- **Your assignment**:
Could you return every line of the records below that contains the word "three"?

[Saved data entries]
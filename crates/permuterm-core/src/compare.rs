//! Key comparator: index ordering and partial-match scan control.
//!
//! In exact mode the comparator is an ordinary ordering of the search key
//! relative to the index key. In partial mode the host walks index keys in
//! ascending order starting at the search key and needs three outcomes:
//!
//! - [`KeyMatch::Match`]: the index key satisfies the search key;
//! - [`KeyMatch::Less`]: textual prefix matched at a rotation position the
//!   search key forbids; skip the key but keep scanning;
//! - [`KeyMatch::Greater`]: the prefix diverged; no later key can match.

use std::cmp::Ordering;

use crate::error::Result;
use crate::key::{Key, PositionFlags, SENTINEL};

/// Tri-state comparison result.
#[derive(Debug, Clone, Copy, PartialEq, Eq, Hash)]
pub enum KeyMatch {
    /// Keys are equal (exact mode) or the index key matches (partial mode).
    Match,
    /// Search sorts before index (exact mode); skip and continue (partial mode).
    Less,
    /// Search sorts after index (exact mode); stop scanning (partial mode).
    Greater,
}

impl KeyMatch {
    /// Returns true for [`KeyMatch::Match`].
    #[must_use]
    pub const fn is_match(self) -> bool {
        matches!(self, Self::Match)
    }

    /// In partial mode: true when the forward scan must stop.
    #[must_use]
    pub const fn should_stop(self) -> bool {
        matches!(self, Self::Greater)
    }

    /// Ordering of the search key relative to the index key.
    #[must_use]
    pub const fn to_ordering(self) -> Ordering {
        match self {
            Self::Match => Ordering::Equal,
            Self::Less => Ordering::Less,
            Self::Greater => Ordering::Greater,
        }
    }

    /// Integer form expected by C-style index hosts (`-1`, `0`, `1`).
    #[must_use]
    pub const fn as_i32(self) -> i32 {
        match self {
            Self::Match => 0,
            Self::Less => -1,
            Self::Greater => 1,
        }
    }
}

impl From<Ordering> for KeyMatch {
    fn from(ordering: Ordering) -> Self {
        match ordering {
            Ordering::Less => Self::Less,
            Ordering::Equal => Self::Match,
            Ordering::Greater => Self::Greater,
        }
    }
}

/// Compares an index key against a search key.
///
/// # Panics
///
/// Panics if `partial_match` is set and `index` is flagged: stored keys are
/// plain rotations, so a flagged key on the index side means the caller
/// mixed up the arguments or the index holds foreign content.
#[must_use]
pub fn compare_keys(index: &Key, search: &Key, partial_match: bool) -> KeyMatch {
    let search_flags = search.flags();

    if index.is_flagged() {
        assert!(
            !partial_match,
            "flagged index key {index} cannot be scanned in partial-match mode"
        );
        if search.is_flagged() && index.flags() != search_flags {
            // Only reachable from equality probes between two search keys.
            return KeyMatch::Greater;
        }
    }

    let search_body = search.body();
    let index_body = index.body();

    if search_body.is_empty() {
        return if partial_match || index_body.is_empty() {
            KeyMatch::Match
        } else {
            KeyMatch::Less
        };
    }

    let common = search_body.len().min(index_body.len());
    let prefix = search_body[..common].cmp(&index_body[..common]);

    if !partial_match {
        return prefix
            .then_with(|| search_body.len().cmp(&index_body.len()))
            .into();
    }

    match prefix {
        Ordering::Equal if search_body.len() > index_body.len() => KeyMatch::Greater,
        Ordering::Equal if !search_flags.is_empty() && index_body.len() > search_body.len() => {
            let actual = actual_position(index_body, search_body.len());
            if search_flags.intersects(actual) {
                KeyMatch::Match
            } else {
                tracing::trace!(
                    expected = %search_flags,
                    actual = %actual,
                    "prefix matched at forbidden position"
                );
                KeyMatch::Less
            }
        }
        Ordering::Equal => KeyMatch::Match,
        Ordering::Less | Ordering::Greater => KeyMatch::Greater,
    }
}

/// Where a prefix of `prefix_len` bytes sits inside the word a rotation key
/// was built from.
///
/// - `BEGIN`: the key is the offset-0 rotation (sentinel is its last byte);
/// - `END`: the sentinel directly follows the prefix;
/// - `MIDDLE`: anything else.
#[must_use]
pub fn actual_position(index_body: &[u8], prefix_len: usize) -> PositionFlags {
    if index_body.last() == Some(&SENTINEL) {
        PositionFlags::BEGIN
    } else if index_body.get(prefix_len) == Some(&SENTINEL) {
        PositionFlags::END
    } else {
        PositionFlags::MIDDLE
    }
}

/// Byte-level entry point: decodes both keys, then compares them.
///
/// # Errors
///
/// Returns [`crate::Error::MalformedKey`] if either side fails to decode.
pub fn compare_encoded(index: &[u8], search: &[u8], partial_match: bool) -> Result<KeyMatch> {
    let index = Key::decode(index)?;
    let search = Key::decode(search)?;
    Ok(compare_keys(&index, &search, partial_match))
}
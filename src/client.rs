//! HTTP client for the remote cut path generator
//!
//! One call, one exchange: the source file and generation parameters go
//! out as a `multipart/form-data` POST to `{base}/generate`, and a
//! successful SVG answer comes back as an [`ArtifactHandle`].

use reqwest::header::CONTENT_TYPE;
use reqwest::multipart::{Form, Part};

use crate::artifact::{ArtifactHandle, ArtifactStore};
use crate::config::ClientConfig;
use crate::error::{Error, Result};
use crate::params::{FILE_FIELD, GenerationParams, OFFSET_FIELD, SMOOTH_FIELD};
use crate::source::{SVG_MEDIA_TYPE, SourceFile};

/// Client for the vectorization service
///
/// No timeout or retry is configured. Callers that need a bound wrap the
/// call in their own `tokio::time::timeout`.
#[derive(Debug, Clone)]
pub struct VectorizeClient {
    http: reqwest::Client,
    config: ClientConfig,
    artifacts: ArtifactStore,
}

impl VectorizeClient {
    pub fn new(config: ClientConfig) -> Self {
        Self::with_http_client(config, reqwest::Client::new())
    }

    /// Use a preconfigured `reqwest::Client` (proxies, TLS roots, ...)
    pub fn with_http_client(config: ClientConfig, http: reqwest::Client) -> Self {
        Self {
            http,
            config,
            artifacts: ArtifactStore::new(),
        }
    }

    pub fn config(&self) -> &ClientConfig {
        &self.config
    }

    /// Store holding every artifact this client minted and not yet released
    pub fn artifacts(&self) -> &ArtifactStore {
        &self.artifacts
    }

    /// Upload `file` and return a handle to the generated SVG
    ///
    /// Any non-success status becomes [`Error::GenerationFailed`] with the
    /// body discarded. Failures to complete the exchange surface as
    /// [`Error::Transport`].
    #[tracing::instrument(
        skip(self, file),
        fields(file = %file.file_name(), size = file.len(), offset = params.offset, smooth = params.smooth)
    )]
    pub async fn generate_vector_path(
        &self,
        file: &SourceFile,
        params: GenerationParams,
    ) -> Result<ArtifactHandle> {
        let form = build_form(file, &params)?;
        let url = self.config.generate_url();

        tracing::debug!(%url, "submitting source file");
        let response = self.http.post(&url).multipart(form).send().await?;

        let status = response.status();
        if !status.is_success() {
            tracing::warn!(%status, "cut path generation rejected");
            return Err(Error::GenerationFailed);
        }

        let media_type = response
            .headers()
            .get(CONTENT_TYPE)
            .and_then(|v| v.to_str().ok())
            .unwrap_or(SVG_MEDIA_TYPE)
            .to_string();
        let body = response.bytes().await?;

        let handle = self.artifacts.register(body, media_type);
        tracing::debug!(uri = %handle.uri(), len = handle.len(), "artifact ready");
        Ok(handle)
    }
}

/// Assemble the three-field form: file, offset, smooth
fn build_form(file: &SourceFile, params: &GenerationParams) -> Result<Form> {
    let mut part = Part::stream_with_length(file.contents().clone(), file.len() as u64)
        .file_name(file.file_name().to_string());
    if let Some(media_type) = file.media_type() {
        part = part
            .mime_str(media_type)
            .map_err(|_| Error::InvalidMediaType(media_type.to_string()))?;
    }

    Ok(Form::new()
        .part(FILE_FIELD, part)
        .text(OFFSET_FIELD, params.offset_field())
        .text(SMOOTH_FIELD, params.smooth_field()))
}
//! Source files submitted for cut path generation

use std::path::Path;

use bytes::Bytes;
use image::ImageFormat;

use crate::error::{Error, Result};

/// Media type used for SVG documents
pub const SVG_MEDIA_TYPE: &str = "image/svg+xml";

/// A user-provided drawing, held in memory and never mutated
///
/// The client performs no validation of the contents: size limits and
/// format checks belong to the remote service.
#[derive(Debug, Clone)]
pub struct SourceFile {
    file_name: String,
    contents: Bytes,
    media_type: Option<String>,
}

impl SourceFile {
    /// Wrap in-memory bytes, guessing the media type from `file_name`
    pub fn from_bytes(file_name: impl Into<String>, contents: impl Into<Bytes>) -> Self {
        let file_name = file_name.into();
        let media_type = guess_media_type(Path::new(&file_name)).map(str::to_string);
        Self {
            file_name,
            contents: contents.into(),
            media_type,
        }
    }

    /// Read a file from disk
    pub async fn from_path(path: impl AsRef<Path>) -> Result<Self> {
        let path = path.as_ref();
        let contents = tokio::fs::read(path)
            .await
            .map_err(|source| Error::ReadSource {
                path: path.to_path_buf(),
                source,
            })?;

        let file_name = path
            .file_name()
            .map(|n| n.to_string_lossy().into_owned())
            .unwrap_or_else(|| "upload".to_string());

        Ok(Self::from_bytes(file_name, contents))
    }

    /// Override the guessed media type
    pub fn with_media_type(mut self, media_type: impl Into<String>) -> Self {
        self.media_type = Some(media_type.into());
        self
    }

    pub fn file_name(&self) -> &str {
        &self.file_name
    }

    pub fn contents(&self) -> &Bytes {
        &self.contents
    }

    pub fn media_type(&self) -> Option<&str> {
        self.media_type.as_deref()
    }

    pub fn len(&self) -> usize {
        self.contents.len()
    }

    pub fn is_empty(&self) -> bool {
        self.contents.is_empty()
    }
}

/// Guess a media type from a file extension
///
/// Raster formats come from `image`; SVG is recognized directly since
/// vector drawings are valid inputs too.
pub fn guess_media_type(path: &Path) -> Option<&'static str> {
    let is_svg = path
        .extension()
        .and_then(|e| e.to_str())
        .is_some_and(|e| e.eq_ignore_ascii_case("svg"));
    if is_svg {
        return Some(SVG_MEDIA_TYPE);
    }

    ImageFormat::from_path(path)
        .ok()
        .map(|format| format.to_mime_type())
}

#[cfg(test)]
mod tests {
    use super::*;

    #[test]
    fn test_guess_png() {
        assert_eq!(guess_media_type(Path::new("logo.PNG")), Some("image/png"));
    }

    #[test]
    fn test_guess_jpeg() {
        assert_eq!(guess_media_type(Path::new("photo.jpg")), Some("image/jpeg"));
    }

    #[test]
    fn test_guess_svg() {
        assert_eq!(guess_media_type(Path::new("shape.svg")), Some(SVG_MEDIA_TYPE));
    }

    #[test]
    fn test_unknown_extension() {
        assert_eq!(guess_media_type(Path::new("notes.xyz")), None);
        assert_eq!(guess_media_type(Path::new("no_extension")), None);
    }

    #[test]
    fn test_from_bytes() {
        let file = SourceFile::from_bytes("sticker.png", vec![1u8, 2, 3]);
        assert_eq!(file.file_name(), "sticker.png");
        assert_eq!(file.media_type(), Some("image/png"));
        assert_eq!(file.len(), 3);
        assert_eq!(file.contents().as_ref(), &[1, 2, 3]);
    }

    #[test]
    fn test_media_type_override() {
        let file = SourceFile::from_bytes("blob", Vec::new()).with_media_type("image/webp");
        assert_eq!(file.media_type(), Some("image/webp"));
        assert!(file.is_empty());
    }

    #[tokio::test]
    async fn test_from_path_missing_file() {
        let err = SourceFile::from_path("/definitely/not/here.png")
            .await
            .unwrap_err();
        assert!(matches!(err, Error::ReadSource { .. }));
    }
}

- **Exercise response**:
//! ascending order starting at the search key and needs three outcomes:
/// Assemble the three-field form: file, offset, smooth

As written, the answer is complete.